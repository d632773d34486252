use std::sync::Arc;
use std::time::Duration;

use tokio::io::{AsyncReadExt, AsyncWriteExt};
use tokio::net::TcpListener;
use tokio::sync::oneshot;
use uuid::Uuid;

use cadence_backend::backend::Backend;
use cadence_backend::error::BackendError;
use cadence_backend::http::HttpBackend;
use cadence_backend::session::{Session, SessionContext};
use cadence_core::models::user::Role;

/// Serve one canned response and hand back the raw request head.
async fn one_shot_server(status: &'static str, body: &'static str) -> (String, oneshot::Receiver<String>) {
    let listener = TcpListener::bind("127.0.0.1:0").await.unwrap();
    let addr = listener.local_addr().unwrap();
    let (tx, rx) = oneshot::channel();

    tokio::spawn(async move {
        let (mut socket, _) = listener.accept().await.unwrap();
        let mut buf = vec![0u8; 8192];
        let mut read = 0;
        loop {
            let n = socket.read(&mut buf[read..]).await.unwrap();
            read += n;
            if n == 0 {
                break;
            }
            let text = String::from_utf8_lossy(&buf[..read]).to_lowercase();
            if let Some(end) = text.find("\r\n\r\n") {
                let body_len = text
                    .lines()
                    .find_map(|l| l.strip_prefix("content-length:"))
                    .and_then(|v| v.trim().parse::<usize>().ok())
                    .unwrap_or(0);
                if read >= end + 4 + body_len {
                    break;
                }
            }
        }
        let response = format!(
            "HTTP/1.1 {status}\r\nContent-Type: application/json\r\nContent-Length: {}\r\nConnection: close\r\n\r\n{body}",
            body.len()
        );
        socket.write_all(response.as_bytes()).await.unwrap();
        socket.shutdown().await.ok();
        let _ = tx.send(String::from_utf8_lossy(&buf[..read]).into_owned());
    });

    (format!("http://{addr}/api/"), rx)
}

fn signed_in() -> Arc<SessionContext> {
    let context = SessionContext::new();
    context
        .init(Session {
            token: "tok-abc".to_string(),
            user_id: Uuid::new_v4(),
            role: Role::Admin,
            started_at: "2025-03-10T08:00:00Z".parse().unwrap(),
        })
        .unwrap();
    Arc::new(context)
}

#[tokio::test]
async fn sends_bearer_token_and_decodes_body() {
    let (base, request) = one_shot_server("200 OK", "[]").await;
    let backend = HttpBackend::new(base, Duration::from_secs(5), signed_in());

    let assignments = backend.evaluable_assignments().await.unwrap();
    assert!(assignments.is_empty());

    let head = request.await.unwrap();
    assert!(head.starts_with("GET /api/assignments?evaluable=true "), "{head}");
    assert!(head.to_lowercase().contains("authorization: bearer tok-abc"), "{head}");
}

#[tokio::test]
async fn not_found_maps_to_not_found() {
    let (base, _request) = one_shot_server("404 Not Found", r#"{"error":"nope"}"#).await;
    let backend = HttpBackend::new(base, Duration::from_secs(5), signed_in());

    let id = Uuid::new_v4();
    let err = backend.completion(id).await.unwrap_err();
    match err {
        BackendError::NotFound { path } => assert_eq!(path, format!("completions/{id}")),
        other => panic!("expected NotFound, got {other}"),
    }
}

#[tokio::test]
async fn precondition_failed_maps_to_conflict() {
    let (base, _request) = one_shot_server("412 Precondition Failed", "{}").await;
    let backend = HttpBackend::new(base, Duration::from_secs(5), signed_in());

    let err = backend.mark_missed(Uuid::new_v4()).await.unwrap_err();
    assert!(matches!(err, BackendError::Conflict { .. }), "{err}");
}

#[tokio::test]
async fn unauthorized_tears_down_the_session() {
    let (base, _request) = one_shot_server("401 Unauthorized", "{}").await;
    let session = signed_in();
    let backend = HttpBackend::new(base, Duration::from_secs(5), session.clone());

    let err = backend.questionnaire(Uuid::new_v4()).await.unwrap_err();
    assert!(matches!(err, BackendError::Unauthorized));
    assert!(!session.is_active());
}

#[tokio::test]
async fn server_errors_keep_status_and_body() {
    let (base, _request) = one_shot_server("503 Service Unavailable", r#"{"error":"down"}"#).await;
    let backend = HttpBackend::new(base, Duration::from_secs(5), signed_in());

    let err = backend.assignment(Uuid::new_v4()).await.unwrap_err();
    match err {
        BackendError::Http { status, body, .. } => {
            assert_eq!(status, 503);
            assert!(body.contains("down"));
        }
        other => panic!("expected Http, got {other}"),
    }
}

#[tokio::test]
async fn login_starts_the_session() {
    let user_id = Uuid::new_v4();
    let body: &'static str = Box::leak(
        format!(r#"{{"token":"fresh","userId":"{user_id}","role":"patient"}}"#).into_boxed_str(),
    );
    let (base, request) = one_shot_server("200 OK", body).await;
    let session = Arc::new(SessionContext::new());
    let backend = HttpBackend::new(base, Duration::from_secs(5), session.clone());

    let started = backend.login("p@example.org", "secret").await.unwrap();
    assert_eq!(started.user_id, user_id);
    assert_eq!(session.token().as_deref(), Some("fresh"));
    assert_eq!(session.role(), Some(Role::Patient));

    let head = request.await.unwrap();
    assert!(head.starts_with("POST /api/auth/login "), "{head}");
}

#[tokio::test]
async fn logout_ends_the_session_even_if_rejected() {
    let (base, request) = one_shot_server("401 Unauthorized", "{}").await;
    let session = signed_in();
    let backend = HttpBackend::new(base, Duration::from_secs(5), session.clone());

    backend.logout().await.unwrap();
    assert!(!session.is_active());

    let head = request.await.unwrap();
    assert!(head.starts_with("POST /api/auth/logout "), "{head}");
}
---+---
Goal of the exercise: Set down the lines of the listing word for word, from its first line through the line containing "use cadence_core::models::user::Role;". Both of those lines belong in the answer, and no others do.

Solved exercise:
repository d632773d34486252
use std::sync::Arc;
use std::time::Duration;

use tokio::io::{AsyncReadExt, AsyncWriteExt};
use tokio::net::TcpListener;
use tokio::sync::oneshot;
use uuid::Uuid;

use cadence_backend::backend::Backend;
use cadence_backend::error::BackendError;
use cadence_backend::http::HttpBackend;
use cadence_backend::session::{Session, SessionContext};
use cadence_core::models::user::Role;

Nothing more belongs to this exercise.